Exploring Flip Dots

I haven't made much progress on this project probably because I don't have a pressing need right now for a large cheap slow flip dot display. Mostly I was just noodling with ideas.  So I'm going to close this project for now.

If you are interested in pursuing this idea further you should check out : 

      https://hackaday.com/2021/06/24/mechanically-multiplexed-flip-dot/ 

Not only did James Bruton come up with the perfect name (Mechanically Multiplexed Flip- Dots) for the concept that I have been trying to explore hare, he has produced a much more fully realized demonstration of how it would work with his 5 x 3 ping pong ball display.   

I have to admit that I took some inspiration for this from Greg Zumwalt's wonderful 3D Printed Christmas Billboard. So in keeping with the idea of having a simple mechanical mechanism for each dot in a flip dot display I designed this tri-state display element.

Like the bi-state flip square shown previously, this design uses magnets to "lock" the display into a stable position when a dot is facing forwards. (Note that the prism with the dots is shown on the right photo above upside down so that the magnets can be seen.) In addition when in the locked position, the backward facing vertex of the prism provides a perfect lever for an actuator to push the dot (in either direction) to the next state.  Here's how it works.

It's even simpler mechanically than the push-push flip square.  There is still the issue of determining the current state of the visible dot. I think that this could be easily solved with some strategically embedded magnets and a couple of hall-effect sensors.

This was posted to the blog about a month ago: https://hackaday.com/2021/06/24/mechanically-multiplexed-flip-dot/. Not only did James Bruton come up with the perfect name for the concept I have been trying to explore hare, he has produced a much more fully realized demonstration of how it would work with his 5 x 3 ping pong ball display. 

But the idea is the same. The 15 dots are controlled by only 3 servos and 1 continuous motor to move them across the display. Slow but relatively cheap. So cool.

So with my new push-push flip square design I need a way to activate the change from one state to the other.  Some kind of linear actuator would seem to be ideal for this. In fact I will go so far as to say that a solenoid is probably the best solution. To that end I have ordered some small 3-5V push-pull solenoids.

Since solenoid delivery is still many weeks away I decided to try something else. I really like what hugs is doing with his PinThing project. His linear actuator design is both elegant and compact. So I thought I would give his ideas a try. Now I created my version before hugs published his design so it's not quite the same or as good if I'm being honest, but for a test it gets the job done.

I didn't have any suitable motors geared or otherwise to try this out with, but I did have some continuous rotation servos lying around. So here is the result. 

A few things to note. The first is that this is such a cool idea. For hugs' PinThing project a perfect fit. For me not so much, at least with the slow servo rotational speeds. My actuator needs to impart enough of an impulse on the flip square sliders so that the square flips all the way around to the other side. At these speeds that is not going to happen. I have not completely given up on the idea though. I have some cheap "pager" motors with high rotational speeds on order.  
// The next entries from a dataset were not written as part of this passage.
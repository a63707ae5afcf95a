//! Client-side routes.

use crate::views::Index;
use dioxus::prelude::*;

/// Every page of the app. `/` is the only route; unknown paths do not parse.
#[derive(Routable, Clone, Debug, PartialEq)]
pub enum Route {
    #[route("/")]
    Index {},
}

impl Route {
    /// Stable route name, independent of the path.
    pub fn name(&self) -> &'static str {
        match self {
            Route::Index {} => "index",
        }
    }
}
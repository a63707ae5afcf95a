//! Build script for the dxcognito crate.
//!
//! Bakes Cognito and API settings into the binary so `CognitoConfig::from_env()`
//! can read them through `option_env!()`. A browser build has no process
//! environment to read at run time.
//!
//! A variable already set in the build environment always wins. Otherwise it
//! comes from `.env`, or from `.env.example` when `.env` is absent and none of
//! the required variables are set.

use std::env;
use std::fs;
use std::path::{Path, PathBuf};

const CONFIG_VARS: [&str; 5] = [
    "COGNITO_ENDPOINT",
    "COGNITO_CLIENT_ID",
    "COGNITO_USER_POOL_ID",
    "API_URL",
    "USE_PASSWORD_FLOW",
];

const REQUIRED_VARS: [&str; 3] = ["COGNITO_CLIENT_ID", "COGNITO_USER_POOL_ID", "API_URL"];

fn main() {
    println!("cargo:rerun-if-changed=.env");
    println!("cargo:rerun-if-changed=.env.example");
    CONFIG_VARS
        .iter()
        .for_each(|var| println!("cargo:rerun-if-env-changed={var}"));

    let root = PathBuf::from(env::var_os("CARGO_MANIFEST_DIR").unwrap_or_default());
    let preset = REQUIRED_VARS.iter().filter(|var| env::var_os(var).is_some()).count();

    match dotenv_source(&root, preset) {
        Some(path) => bake(&path),
        None if preset > 0 => println!(
            "cargo:warning=Using Cognito configuration from the build environment ({preset}/{} required set)",
            REQUIRED_VARS.len()
        ),
        None => {
            println!("cargo:warning=No Cognito configuration: no .env, no .env.example, no variables set");
            println!("cargo:warning=Set COGNITO_* and API_URL or create a .env file");
        }
    }
}

/// Picks the file to read, if any.
fn dotenv_source(root: &Path, preset: usize) -> Option<PathBuf> {
    let local = root.join(".env");
    if local.is_file() {
        return Some(local);
    }
    let example = root.join(".env.example");
    (preset == 0 && example.is_file()).then_some(example)
}

fn bake(path: &Path) {
    let name = path.file_name().unwrap_or_default().to_string_lossy();
    let contents = match fs::read_to_string(path) {
        Ok(contents) => contents,
        Err(e) => {
            println!("cargo:warning=Could not read {name}: {e}");
            return;
        }
    };
    println!("cargo:warning=Loading Cognito configuration from {name} (build environment takes priority)");

    contents
        .lines()
        .filter_map(assignment)
        .filter(|(key, _)| CONFIG_VARS.contains(key))
        .filter(|(key, _)| env::var_os(key).is_none())
        .for_each(|(key, value)| println!("cargo:rustc-env={key}={value}"));
}

/// Splits `[export] KEY=value`, dropping quotes and trailing ` # comments`.
fn assignment(line: &str) -> Option<(&str, &str)> {
    let line = line.trim();
    if line.starts_with('#') {
        return None;
    }
    let (key, raw) = line.strip_prefix("export ").unwrap_or(line).split_once('=')?;
    let raw = raw.trim();

    let value = match raw.chars().next() {
        Some(quote @ ('"' | '\'')) => raw[1..].split(quote).next().unwrap_or_default(),
        _ => raw.split(" #").next().unwrap_or_default().trim_end(),
    };
    Some((key.trim(), value))
}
It will be interesting to see if they can be controlled well enough so that the the linear actuator acts more like a solenoid.  I'll let you know what I find when they arrive many weeks from now.

So say I make an XZ array of passive flip squares and I want to be able to spin them with a single "moveable" active element like a solenoid or servo. Mechanically how does this work? With my initial prototype I would have somehow had to reliably latch onto the slider bar in such a way that it could be pushed or pulled. Feels like this would be hard to do. So here is one way to simplify the problem.

I changed the mechanism from push-pull to push-push. All I need to do now is move some sort of linear actuator into the correct position and activate it to set the element to either black or white.  I'm not sure it matters at this point but with this mechanism if an element is already black say and you try and set it to black nothing happens because the slider is already pushed in. But this leads to the question "Does the write head (linear actuator) need to be able to sense the position of the flipped square?".